[Dataset entries]
┌──

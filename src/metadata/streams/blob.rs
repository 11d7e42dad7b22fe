//! The `#Blob` heap.
//!
//! Entries are stored back to back, each prefixed with its compressed length. Offset 0 always
//! holds the empty blob. Appending a blob that already exists returns the existing offset, so
//! the heap never holds two identical entries.

use std::collections::HashMap;

use crate::{
    utils::{write_compressed_uint, Parser},
    Result,
};

/// An owned, append-only `#Blob` heap
#[derive(Debug, Clone)]
pub struct BlobHeap {
    data: Vec<u8>,
    offsets: HashMap<Vec<u8>, u32>,
}

impl BlobHeap {
    /// Create a heap holding only the empty blob at offset 0
    #[must_use]
    pub fn new() -> Self {
        BlobHeap {
            data: vec![0],
            offsets: HashMap::from([(Vec::new(), 0)]),
        }
    }

    /// Returns the blob stored at `offset`
    ///
    /// # Errors
    /// Returns [`crate::Error::OutOfBounds`] if the entry at `offset` does not fit in the heap.
    pub fn get(&self, offset: u32) -> Result<&[u8]> {
        let offset = offset as usize;
        if offset >= self.data.len() {
            return Err(out_of_bounds_error!());
        }

        let mut parser = Parser::new(&self.data[offset..]);
        let len = parser.read_compressed_uint()? as usize;
        parser.read_bytes(len)
    }

    /// Append `blob`, returning its offset. Identical blobs share one entry.
    ///
    /// # Errors
    /// Returns [`crate::Error::OutOfMemory`] if the heap can not grow, or
    /// [`crate::Error::InvalidArgument`] if the blob is too large to be length-prefixed.
    pub fn add(&mut self, blob: &[u8]) -> Result<u32> {
        if let Some(offset) = self.offsets.get(blob) {
            return Ok(*offset);
        }

        let offset = u32::try_from(self.data.len()).map_err(|_| crate::Error::OutOfMemory)?;
        let len = u32::try_from(blob.len()).map_err(|_| crate::Error::OutOfMemory)?;

        let mut entry = Vec::new();
        entry.try_reserve(blob.len() + 4)?;
        write_compressed_uint(len, &mut entry)?;
        entry.extend_from_slice(blob);

        self.data.try_reserve(entry.len())?;
        self.data.extend_from_slice(&entry);
        self.offsets.insert(blob.to_vec(), offset);

        Ok(offset)
    }

    /// Size of the heap in bytes
    #[must_use]
    pub fn len(&self) -> usize {
        self.data.len()
    }

    /// Returns true if the heap holds only the empty blob
    #[must_use]
    pub fn is_empty(&self) -> bool {
        self.data.len() == 1
    }
}

impl Default for BlobHeap {
    fn default() -> Self {
        Self::new()
    }
}

#[cfg(test)]
mod tests {
    use super::*;

    #[test]
    fn test_empty_blob() {
        let heap = BlobHeap::new();
        assert_eq!(heap.get(0).unwrap(), &[] as &[u8]);
        assert!(heap.is_empty());
    }

    #[test]
    fn test_add_and_get() {
        let mut heap = BlobHeap::new();
        let first = heap.add(&[0x06, 0x08]).unwrap();
        let second = heap.add(&[0x20, 0x00, 0x01]).unwrap();

        assert_eq!(first, 1);
        assert_eq!(second, 4);
        assert_eq!(heap.get(first).unwrap(), &[0x06, 0x08]);
        assert_eq!(heap.get(second).unwrap(), &[0x20, 0x00, 0x01]);
        assert_eq!(heap.add(&[]).unwrap(), 0);
    }

    #[test]
    fn test_deduplication() {
        let mut heap = BlobHeap::new();
        let first = heap.add(&[1, 2, 3]).unwrap();
        let len = heap.len();
        assert_eq!(heap.add(&[1, 2, 3]).unwrap(), first);
        assert_eq!(heap.len(), len);
    }

    #[test]
    fn test_large_blob_uses_long_prefix() {
        let mut heap = BlobHeap::new();
        let blob = vec![0xAB; 300];
        let offset = heap.add(&blob).unwrap();
        assert_eq!(heap.len(), 1 + 2 + 300);
        assert_eq!(heap.get(offset).unwrap(), blob.as_slice());
    }

    #[test]
    fn test_out_of_bounds() {
        let heap = BlobHeap::new();
        assert!(matches!(heap.get(10), Err(crate::Error::OutOfBounds)));
    }
}
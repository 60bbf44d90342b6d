//! # JSON Output Module
//!
//! Questo modulo gestisce l'output strutturato in JSON per consumatori programmatici.
//!
//! ## Responsabilità:
//! - Emette un messaggio JSON per riga su stdout (`--json`)
//! - Riusa i tipi del run (`ConversionJob`, `SessionStats`)
//!
//! ## Tipi di messaggi:
//! - `start`: Inizio run con numero di file trovati
//! - `file_complete`: Fine elaborazione di un file (esito ed eventuale errore)
//! - `complete`: Fine run con statistiche finali e verdetto

use crate::converter::job::{ConversionJob, JobStatus};
use crate::progress::SessionStats;
use serde::Serialize;
use std::path::PathBuf;

/// Tipo di messaggio JSON
#[derive(Debug, Serialize)]
#[serde(tag = "type", rename_all = "snake_case")]
pub enum JsonMessage {
    /// Inizio del run
    Start {
        input_dir: PathBuf,
        output_dir: PathBuf,
        total_files: usize,
    },

    /// Fine elaborazione di un file specifico
    FileComplete {
        index: usize,
        total: usize,
        input: PathBuf,
        output: PathBuf,
        status: JobStatus,
        error: Option<String>,
    },

    /// Run completato
    Complete {
        discovered: usize,
        succeeded: usize,
        skipped: usize,
        failed: usize,
        duration_seconds: f64,
        success: bool,
    },
}

impl JsonMessage {
    pub fn start(input_dir: PathBuf, output_dir: PathBuf, total_files: usize) -> Self {
        Self::Start {
            input_dir,
            output_dir,
            total_files,
        }
    }

    pub fn file_complete(index: usize, total: usize, job: &ConversionJob) -> Self {
        Self::FileComplete {
            index,
            total,
            input: job.input.path.clone(),
            output: job.output_path.clone(),
            status: job.status,
            error: job.error.clone(),
        }
    }

    pub fn complete(stats: &SessionStats) -> Self {
        Self::Complete {
            discovered: stats.discovered,
            succeeded: stats.succeeded,
            skipped: stats.skipped,
            failed: stats.failed,
            duration_seconds: stats.elapsed().num_milliseconds() as f64 / 1000.0,
            success: stats.is_success(),
        }
    }

    /// Print as a single JSON line on stdout
    pub fn emit(&self) {
        match serde_json::to_string(self) {
            Ok(line) => println!("{}", line),
            Err(e) => tracing::warn!("Failed to serialize JSON message: {}", e),
        }
    }
}

#[cfg(test)]
mod tests {
    use super::*;
    use crate::file_manager::VideoFile;
    use chrono::Local;

    #[test]
    fn test_file_complete_shape() {
        let mut job = ConversionJob::new(
            VideoFile {
                path: PathBuf::from("/in/c.avi"),
                extension: "avi".to_string(),
                size_bytes: 10,
            },
            PathBuf::from("/out/c.mp4"),
        );
        job.fail("ffmpeg exited with exit status: 1");

        let value = serde_json::to_value(JsonMessage::file_complete(3, 3, &job)).unwrap();
        assert_eq!(value["type"], "file_complete");
        assert_eq!(value["status"], "failed");
        assert_eq!(value["index"], 3);
        assert_eq!(value["output"], "/out/c.mp4");
        assert_eq!(value["error"], "ffmpeg exited with exit status: 1");
    }

    #[test]
    fn test_complete_carries_verdict() {
        let mut stats = SessionStats::new(Local::now());
        stats.discovered = 2;
        stats.succeeded = 1;
        stats.failed = 1;
        stats.finish(Local::now());

        let value = serde_json::to_value(JsonMessage::complete(&stats)).unwrap();
        assert_eq!(value["type"], "complete");
        assert_eq!(value["success"], false);
        assert_eq!(value["failed"], 1);
    }
}
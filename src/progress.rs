//! # Progress Tracking and Statistics Module
//!
//! Questo modulo gestisce il feedback visivo e le statistiche del run.
//!
//! ## Componenti principali:
//! - `ProgressManager`: Spinner `indicatif` mostrato mentre FFmpeg lavora
//! - `SessionStats`: Contatori del run (trovati, convertiti, saltati, falliti)
//!
//! ## Statistiche tracciate:
//! - **discovered**: File video trovati nella directory di input
//! - **succeeded**: File convertiti con successo
//! - **skipped**: File il cui output esisteva già
//! - **failed**: Conversioni fallite
//! - **input_bytes / output_bytes**: Byte letti/scritti dalle conversioni riuscite
//!
//! A fine run vale sempre `discovered == succeeded + skipped + failed`.
//!
//! ## Visual feedback:
//! ```text
//! ⠋ [00:01:12] Converting holiday.mov
//! ```

use crate::converter::job::{ConversionJob, JobStatus};
use crate::file_manager::FileManager;
use chrono::{DateTime, Local};
use indicatif::{ProgressBar, ProgressStyle};
use serde::Serialize;
use std::time::Duration;

/// Manages the interactive spinner shown during a transcode
#[derive(Clone)]
pub struct ProgressManager {
    bar: ProgressBar,
}

impl ProgressManager {
    /// Create a spinner, hidden when `visible` is false
    pub fn spinner(message: &str, visible: bool) -> Self {
        let bar = if visible {
            ProgressBar::new_spinner()
        } else {
            ProgressBar::hidden()
        };

        if let Ok(style) = ProgressStyle::default_spinner().template("{spinner:.green} [{elapsed_precise}] {msg}") {
            bar.set_style(style);
        }

        bar.set_message(message.to_string());
        if visible {
            bar.enable_steady_tick(Duration::from_millis(100));
        }

        Self { bar }
    }

    /// Set a custom message
    pub fn set_message(&self, message: &str) {
        self.bar.set_message(message.to_string());
    }

    /// Remove the spinner from the terminal
    pub fn finish(&self) {
        self.bar.finish_and_clear();
    }
}

/// Counters and timings for one run
#[derive(Debug, Clone, Serialize)]
pub struct SessionStats {
    pub discovered: usize,
    pub succeeded: usize,
    pub skipped: usize,
    pub failed: usize,
    pub input_bytes: u64,
    pub output_bytes: u64,
    pub started_at: DateTime<Local>,
    pub finished_at: Option<DateTime<Local>>,
}

impl SessionStats {
    pub fn new(started_at: DateTime<Local>) -> Self {
        Self {
            discovered: 0,
            succeeded: 0,
            skipped: 0,
            failed: 0,
            input_bytes: 0,
            output_bytes: 0,
            started_at,
            finished_at: None,
        }
    }

    /// Count a job that reached its terminal state
    pub fn record(&mut self, job: &ConversionJob) {
        match job.status {
            JobStatus::Pending => {}
            JobStatus::Skipped => self.skipped += 1,
            JobStatus::Failed => self.failed += 1,
            JobStatus::Succeeded => {
                self.succeeded += 1;
                self.input_bytes += job.input.size_bytes;
                self.output_bytes += job.output_bytes.unwrap_or(0);
            }
        }
    }

    pub fn finish(&mut self, finished_at: DateTime<Local>) {
        self.finished_at = Some(finished_at);
    }

    /// Jobs that reached a terminal state
    pub fn settled(&self) -> usize {
        self.succeeded + self.skipped + self.failed
    }

    pub fn is_consistent(&self) -> bool {
        self.discovered == self.settled()
    }

    /// Run verdict: nothing failed (an empty run counts as success)
    pub fn is_success(&self) -> bool {
        self.failed == 0
    }

    pub fn elapsed(&self) -> chrono::Duration {
        self.finished_at.unwrap_or_else(Local::now) - self.started_at
    }

    /// `H:MM:SS`
    pub fn format_elapsed(&self) -> String {
        let total = self.elapsed().num_seconds().max(0);
        format!("{}:{:02}:{:02}", total / 3600, (total % 3600) / 60, total % 60)
    }

    /// Lines of the closing summary block
    pub fn summary_lines(&self) -> Vec<String> {
        vec![
            format!("Total files found: {}", self.discovered),
            format!("Successfully processed: {}", self.succeeded),
            format!("Skipped (already exists): {}", self.skipped),
            format!("Failed conversions: {}", self.failed),
            format!(
                "Data converted: {} -> {}",
                FileManager::format_size(self.input_bytes),
                FileManager::format_size(self.output_bytes)
            ),
            format!("Total processing time: {}", self.format_elapsed()),
        ]
    }
}

#[cfg(test)]
mod tests {
    use super::*;
    use crate::file_manager::VideoFile;
    use std::path::PathBuf;

    fn job(name: &str, size: u64) -> ConversionJob {
        ConversionJob::new(
            VideoFile {
                path: PathBuf::from(format!("/in/{}", name)),
                extension: "mov".to_string(),
                size_bytes: size,
            },
            PathBuf::from("/out"),
        )
    }

    #[test]
    fn test_record_terminal_states() {
        let mut stats = SessionStats::new(Local::now());
        stats.discovered = 3;

        let mut converted = job("a.mov", 1000);
        converted.succeed(400);
        let mut skipped = job("b.mov", 10);
        skipped.skip();
        let mut failed = job("c.mov", 10);
        failed.fail("exit status 1");

        for job in [&converted, &skipped, &failed] {
            stats.record(job);
        }

        assert_eq!((stats.succeeded, stats.skipped, stats.failed), (1, 1, 1));
        assert_eq!(stats.input_bytes, 1000);
        assert_eq!(stats.output_bytes, 400);
        assert!(stats.is_consistent());
        assert!(!stats.is_success());
    }

    #[test]
    fn test_pending_jobs_are_not_counted() {
        let mut stats = SessionStats::new(Local::now());
        stats.discovered = 1;
        stats.record(&job("a.mov", 1));
        assert_eq!(stats.settled(), 0);
        assert!(!stats.is_consistent());
    }

    #[test]
    fn test_empty_run_is_success() {
        let stats = SessionStats::new(Local::now());
        assert!(stats.is_consistent());
        assert!(stats.is_success());
    }

    #[test]
    fn test_format_elapsed() {
        let start = Local::now();
        let mut stats = SessionStats::new(start);
        stats.finish(start + chrono::Duration::seconds(3725));
        assert_eq!(stats.format_elapsed(), "1:02:05");
        assert!(stats
            .summary_lines()
            .contains(&"Total processing time: 1:02:05".to_string()));
    }

    #[test]
    fn test_hidden_spinner_is_silent() {
        let spinner = ProgressManager::spinner("Converting a.mov", false);
        spinner.set_message("Converting b.mov");
        spinner.finish();
    }
}
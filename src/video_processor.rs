//! # Video Processing Module
//!
//! Questo modulo esegue la conversione vera e propria con FFmpeg.
//!
//! ## Responsabilità:
//! - Definisce il trait `TranscodeInvoker` (sostituibile con un fake nei test)
//! - Implementazione `FfmpegInvoker` con parametri FISSI, non configurabili
//! - Validazione del risultato: exit status zero + file di output non vuoto
//! - Verifica dipendenze esterne (ffmpeg obbligatorio, ffprobe opzionale)
//!
//! ## Parametri FFmpeg:
//! - Codec video: libx264 (H.264), CRF 23, preset medium
//! - Codec audio: AAC
//! - Nessun filtro video: dimensioni invariate
//! - `-movflags +faststart`: indice in testa per lo streaming
//!
//! ## Pipeline:
//! 1. FFmpeg scrive su un file temporaneo nascosto nella directory di output
//! 2. Se FFmpeg termina con successo e il file non è vuoto, il file viene
//!    rinominato sul path finale
//! 3. In caso di errore (o interruzione) il temporaneo viene rimosso: sul
//!    path finale non resta mai un output parziale
//!
//! Nessun timeout: un FFmpeg bloccato blocca il resto del batch.

use crate::error::ConvertError;
use crate::platform::PlatformCommands;
use crate::run_log::RunLog;
use crate::utils::display_command;
use async_trait::async_trait;
use std::ffi::OsString;
use std::path::{Path, PathBuf};
use std::process::Stdio;
use tokio::process::Command;

pub const VIDEO_CODEC: &str = "libx264";
pub const AUDIO_CODEC: &str = "aac";
pub const CRF: &str = "23";
pub const PRESET: &str = "medium";

/// Lines of engine stderr kept in a failure diagnostic
const DIAGNOSTIC_TAIL_LINES: usize = 20;

/// Runs one conversion and validates its result
#[async_trait]
pub trait TranscodeInvoker: Send + Sync {
    async fn transcode(&self, input_path: &Path, output_path: &Path, log: &RunLog) -> Result<(), ConvertError>;
}

/// Full FFmpeg argument list for one conversion
pub fn ffmpeg_args(input_path: &Path, output_path: &Path) -> Vec<OsString> {
    crate::args![
        "-i", input_path,
        "-c:v", VIDEO_CODEC,
        "-crf", CRF,
        "-preset", PRESET,
        "-c:a", AUDIO_CODEC,
        "-movflags", "+faststart",
        "-avoid_negative_ts", "make_zero",
        "-y",
        output_path,
    ]
}

/// Size of a valid (existing, non-empty) output file
pub fn validate_output(input_path: &Path, output_path: &Path) -> Result<u64, ConvertError> {
    match std::fs::metadata(output_path) {
        Ok(metadata) if metadata.is_file() && metadata.len() > 0 => Ok(metadata.len()),
        Ok(_) => Err(ConvertError::transcode(
            input_path,
            format!("output {} is empty", output_path.display()),
        )),
        Err(e) => Err(ConvertError::transcode(
            input_path,
            format!("output {} missing: {}", output_path.display(), e),
        )),
    }
}

/// Handles video conversion with an external ffmpeg binary
pub struct FfmpegInvoker {
    program: PathBuf,
}

impl FfmpegInvoker {
    pub fn new(program: impl Into<PathBuf>) -> Self {
        Self {
            program: program.into(),
        }
    }

    /// Check if required tools are available.
    ///
    /// Returns whether ffprobe is usable; a missing ffmpeg is an error.
    pub async fn check_dependencies(ffmpeg: &Path, ffprobe: &Path) -> Result<bool, ConvertError> {
        let platform = PlatformCommands::instance();

        if !platform.is_command_available(ffmpeg).await {
            return Err(ConvertError::MissingDependency(format!(
                "{} is required for video conversion",
                ffmpeg.display()
            )));
        }

        Ok(platform.is_command_available(ffprobe).await)
    }
}

#[async_trait]
impl TranscodeInvoker for FfmpegInvoker {
    async fn transcode(&self, input_path: &Path, output_path: &Path, log: &RunLog) -> Result<(), ConvertError> {
        let output_dir = output_path
            .parent()
            .filter(|dir| !dir.as_os_str().is_empty())
            .unwrap_or(Path::new("."));
        let staged = tempfile::Builder::new()
            .prefix(".converting-")
            .suffix(".mp4")
            .tempfile_in(output_dir)
            .map_err(|e| {
                ConvertError::transcode(
                    input_path,
                    format!("cannot create temporary output in {}: {}", output_dir.display(), e),
                )
            })?;

        let args = ffmpeg_args(input_path, staged.path());
        log.debug(format!("FFmpeg command: {}", display_command(self.program.as_os_str(), &args)));

        let start_time = std::time::Instant::now();
        let output = Command::new(&self.program)
            .args(&args)
            .stdin(Stdio::null())
            .kill_on_drop(true)
            .output()
            .await
            .map_err(|e| {
                ConvertError::transcode(
                    input_path,
                    format!("failed to execute {}: {}", self.program.display(), e),
                )
            })?;

        let stderr = String::from_utf8_lossy(&output.stderr);
        if !output.status.success() {
            return Err(ConvertError::transcode(
                input_path,
                format!("ffmpeg exited with {}\n{}", output.status, tail_lines(&stderr, DIAGNOSTIC_TAIL_LINES)),
            ));
        }

        let size = validate_output(input_path, staged.path())?;
        staged.persist(output_path).map_err(|e| {
            ConvertError::transcode(
                input_path,
                format!("cannot move output into {}: {}", output_path.display(), e.error),
            )
        })?;

        log.debug(format!(
            "FFmpeg finished in {:.1}s, wrote {} bytes",
            start_time.elapsed().as_secs_f64(),
            size
        ));
        Ok(())
    }
}

/// Last `count` non-empty lines of an engine diagnostic stream
fn tail_lines(text: &str, count: usize) -> String {
    let lines: Vec<&str> = text.lines().filter(|l| !l.trim().is_empty()).collect();
    lines[lines.len().saturating_sub(count)..].join("\n")
}
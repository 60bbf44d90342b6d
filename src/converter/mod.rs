//! # Converter Module
//!
//! Modulo che separa le responsabilità dell'orchestratore in sottomoduli:
//! - `runner`: Orchestratore del batch (loop sequenziale, isolamento errori)
//! - `job`: Macchina a stati del singolo file

pub mod job;
pub mod runner;

pub use job::{ConversionJob, JobStatus};
pub use runner::{ConversionRunner, RunSummary};
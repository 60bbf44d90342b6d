//! # Error Types Module
//!
//! Questo modulo definisce tutti i tipi di errore custom della conversione.
//!
//! ## Responsabilità:
//! - Definisce `ConvertError` enum per categorizzare gli errori della pipeline
//! - Distingue l'unico errore fatale (`Discovery`) dagli errori per-file
//! - Integra con `thiserror` per automatic error conversion
//!
//! ## Categorie di errori:
//! - `Discovery`: Directory di input illeggibile (interrompe il run)
//! - `Probe`: ffprobe fallito (solo warning, la conversione prosegue)
//! - `Transcode`: FFmpeg fallito o output vuoto (job `FAILED`)
//! - `OutputCollision`: Due input con lo stesso nome base
//! - `Io`: Errori di I/O generici
//! - `MissingDependency`: Tool esterno mancante (ffmpeg)
//! - `Validation`: Errori di validazione configurazione
//!
//! ## Esempio:
//! ```rust,ignore
//! if !tool_exists {
//!     return Err(ConvertError::MissingDependency("ffmpeg".to_string()));
//! }
//! ```

use std::path::PathBuf;

/// Custom error types for batch video conversion
#[derive(thiserror::Error, Debug)]
pub enum ConvertError {
    #[error("Cannot read input directory {}: {source}", path.display())]
    Discovery {
        path: PathBuf,
        #[source]
        source: std::io::Error,
    },

    #[error("Probe failed for {}: {reason}", path.display())]
    Probe { path: PathBuf, reason: String },

    #[error("Transcode failed for {}: {diagnostic}", path.display())]
    Transcode { path: PathBuf, diagnostic: String },

    #[error("Output {} is already claimed by {}", output.display(), claimed_by.display())]
    OutputCollision { output: PathBuf, claimed_by: PathBuf },

    #[error("IO error: {0}")]
    Io(#[from] std::io::Error),

    #[error("Dependency missing: {0}")]
    MissingDependency(String),

    #[error("Configuration validation error: {0}")]
    Validation(String),
}

impl ConvertError {
    pub fn probe(path: impl Into<PathBuf>, reason: impl Into<String>) -> Self {
        Self::Probe {
            path: path.into(),
            reason: reason.into(),
        }
    }

    pub fn transcode(path: impl Into<PathBuf>, diagnostic: impl Into<String>) -> Self {
        Self::Transcode {
            path: path.into(),
            diagnostic: diagnostic.into(),
        }
    }

    /// True only for the error that aborts a whole run
    pub fn is_fatal(&self) -> bool {
        matches!(self, Self::Discovery { .. })
    }
}

#[cfg(test)]
mod tests {
    use super::*;

    #[test]
    fn test_only_discovery_is_fatal() {
        let discovery = ConvertError::Discovery {
            path: PathBuf::from("input"),
            source: std::io::Error::new(std::io::ErrorKind::NotFound, "missing"),
        };
        assert!(discovery.is_fatal());
        assert!(!ConvertError::probe("a.mp4", "bad json").is_fatal());
        assert!(!ConvertError::transcode("a.mp4", "exit 1").is_fatal());
    }

    #[test]
    fn test_transcode_message_carries_diagnostic() {
        let err = ConvertError::transcode("clips/b.mov", "Invalid data found when processing input");
        let message = err.to_string();
        assert!(message.contains("b.mov"));
        assert!(message.contains("Invalid data found"));
    }
}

└──

__HOW TO COMPLETE THIS TASK__
Exactly as written, please transcribe the lines from the start of the records above to the line that holds "not grow, or", both ends included.

__REPLY TO THE TASK__
filename src/metadata/streams/blob.rs
repository 11d7e42dad7b22fe
//! The `#Blob` heap.
//!
//! Entries are stored back to back, each prefixed with its compressed length. Offset 0 always
//! holds the empty blob. Appending a blob that already exists returns the existing offset, so
//! the heap never holds two identical entries.

use std::collections::HashMap;

use crate::{
    utils::{write_compressed_uint, Parser},
    Result,
};

/// An owned, append-only `#Blob` heap
#[derive(Debug, Clone)]
pub struct BlobHeap {
    data: Vec<u8>,
    offsets: HashMap<Vec<u8>, u32>,
}

impl BlobHeap {
    /// Create a heap holding only the empty blob at offset 0
    #[must_use]
    pub fn new() -> Self {
        BlobHeap {
            data: vec![0],
            offsets: HashMap::from([(Vec::new(), 0)]),
        }
    }

    /// Returns the blob stored at `offset`
    ///
    /// # Errors
    /// Returns [`crate::Error::OutOfBounds`] if the entry at `offset` does not fit in the heap.
    pub fn get(&self, offset: u32) -> Result<&[u8]> {
        let offset = offset as usize;
        if offset >= self.data.len() {
            return Err(out_of_bounds_error!());
        }

        let mut parser = Parser::new(&self.data[offset..]);
        let len = parser.read_compressed_uint()? as usize;
        parser.read_bytes(len)
    }

    /// Append `blob`, returning its offset. Identical blobs share one entry.
    ///
    /// # Errors
    /// Returns [`crate::Error::OutOfMemory`] if the heap can not grow, or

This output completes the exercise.